The exposed data included backups of personal information belonging to Microsoft employees, including passwords for Microsoft services, secret keys, and an archive of over 30,000 internal Microsoft Teams messages originating from 359 Microsoft employees.
In an advisory on Monday by the Microsoft Security Response Center (MSRC) team, Microsoft said that no customer data was exposed, and no other internal services faced jeopardy due to this incident.
Wiz reported the incident to MSRC on June 22nd, 2023, which revoked the SAS token to block all external access to the Azure storage account, mitigating the issue on June 24th, 2023.
"AI unlocks huge potential for tech companies. However, as data scientists and engineers race to bring new AI solutions to production, the massive amounts of data they handle require additional security checks and safeguards," Wiz CTO & Cofounder Ami Luttwak told BleepingComputer.
"This emerging technology requires large sets of data to train on. With many development teams needing to manipulate massive amounts of data, share it with their peers or collaborate on public open-source projects, cases like Microsoft's are increasingly hard to monitor and avoid."
BleepingComputer also reported one year ago that, in September 2022, threat intelligence firm SOCRadar spotted another misconfigured Azure Blob Storage bucket belonging to Microsoft, containing sensitive data stored in files dated from 2017 to August 2022 and linked to over 65,000 entities from 111 countries.
SOCRadar also created a data leak search portal named BlueBleed that enables companies to find out if their sensitive data was exposed online.
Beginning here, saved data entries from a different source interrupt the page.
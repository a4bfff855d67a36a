//! Simple record filters used by the bundled stores.
//!
//! A condition is a `;`-separated list of clauses, all of which must hold:
//! `field=value`, `field!=value`, `field` (present and non-empty) or
//! `!field` (absent or empty).

use super::record::Record;

#[derive(Debug, Clone, PartialEq, Eq)]
enum Clause {
    Equals(String, String),
    NotEquals(String, String),
    Filled(String),
    Empty(String),
}

/// A parsed filter condition.
#[derive(Debug, Clone, PartialEq, Eq)]
pub struct Condition {
    clauses: Vec<Clause>,
}

impl Condition {
    /// Parses a condition string.
    ///
    /// # Errors
    ///
    /// Returns a message naming the clause that has no field name.
    pub fn parse(raw: &str) -> Result<Self, String> {
        let mut clauses = Vec::new();
        for part in raw.split(';').map(str::trim).filter(|p| !p.is_empty()) {
            let clause = if let Some((field, value)) = part.split_once("!=") {
                Clause::NotEquals(field.trim().to_string(), value.trim().to_string())
            } else if let Some((field, value)) = part.split_once('=') {
                Clause::Equals(field.trim().to_string(), value.trim().to_string())
            } else if let Some(field) = part.strip_prefix('!') {
                Clause::Empty(field.trim().to_string())
            } else {
                Clause::Filled(part.to_string())
            };

            let field = match &clause {
                Clause::Equals(f, _) | Clause::NotEquals(f, _) | Clause::Filled(f) | Clause::Empty(f) => f,
            };
            if field.is_empty() {
                return Err(format!("condition clause '{part}' has no field"));
            }
            clauses.push(clause);
        }
        Ok(Self { clauses })
    }

    /// Returns `true` when every clause holds for `record`.
    #[must_use]
    pub fn matches(&self, record: &Record) -> bool {
        let text = |field: &str| record.get(field).map(ToString::to_string).unwrap_or_default();
        self.clauses.iter().all(|clause| match clause {
            Clause::Equals(field, value) => text(field) == *value,
            Clause::NotEquals(field, value) => text(field) != *value,
            Clause::Filled(field) => !text(field).is_empty(),
            Clause::Empty(field) => text(field).is_empty(),
        })
    }
}

#[cfg(test)]
mod tests {
    use super::*;
    use crate::model::Value;

    fn record() -> Record {
        Record::new("case", "c1")
            .with("origin", "email")
            .with("priority", Value::Integer(2))
            .with("notes", Value::Null)
    }

    #[test]
    fn all_clauses_must_hold() {
        let condition = Condition::parse("origin=email; priority!=3").unwrap();
        assert!(condition.matches(&record()));

        let condition = Condition::parse("origin=email; priority=3").unwrap();
        assert!(!condition.matches(&record()));
    }

    #[test]
    fn presence_clauses() {
        assert!(Condition::parse("origin; !notes; !missing").unwrap().matches(&record()));
        assert!(!Condition::parse("notes").unwrap().matches(&record()));
    }

    #[test]
    fn empty_condition_matches_everything() {
        assert!(Condition::parse("").unwrap().matches(&record()));
    }

    #[test]
    fn rejects_clause_without_field() {
        assert!(Condition::parse("=email").is_err());
    }
}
Microsoft later added that it believed SOCRadar "greatly exaggerated the scope of this issue" and "the numbers."
Comments
Shplad - 7 months ago
<sigh>. These companies just have no respect for anyone's data at all. Governments, please legislate fines for this sort of flagrant mess up.
h_b_s - 7 months ago
This report along with the private key loss gives lie to Microsoft's assurances that it can handle data security better than others. It's obvious to people paying attention that *not even Microsoft* can handle data security in their own platform any longer. So don't let Microsoft force you off prem. They can't do it any better than you can, and you have absolutely no control over what they're doing in their data centers. You can retain control if you properly train, compensate, acknowledge their contributions, and otherwise keep your employees happy with your management and listen to your IT staff on matters related to questionable security practices.
horsedoggs - 7 months ago
Here we go, I bet you’re an old white guy with grey hair tied up in a pony tail. Yes no one’s perfect. At the end of the day Cloud is the future of computing, Cloud benefits heavily out weigh onprem anyday and MS do an amazing job of delivering the infrastructure and yes people are human…. The amount of onprem failures and poor practices I’ve had to clean up in my time is shameful but old white guys with Grey hair tied up in a ponytail are also only human.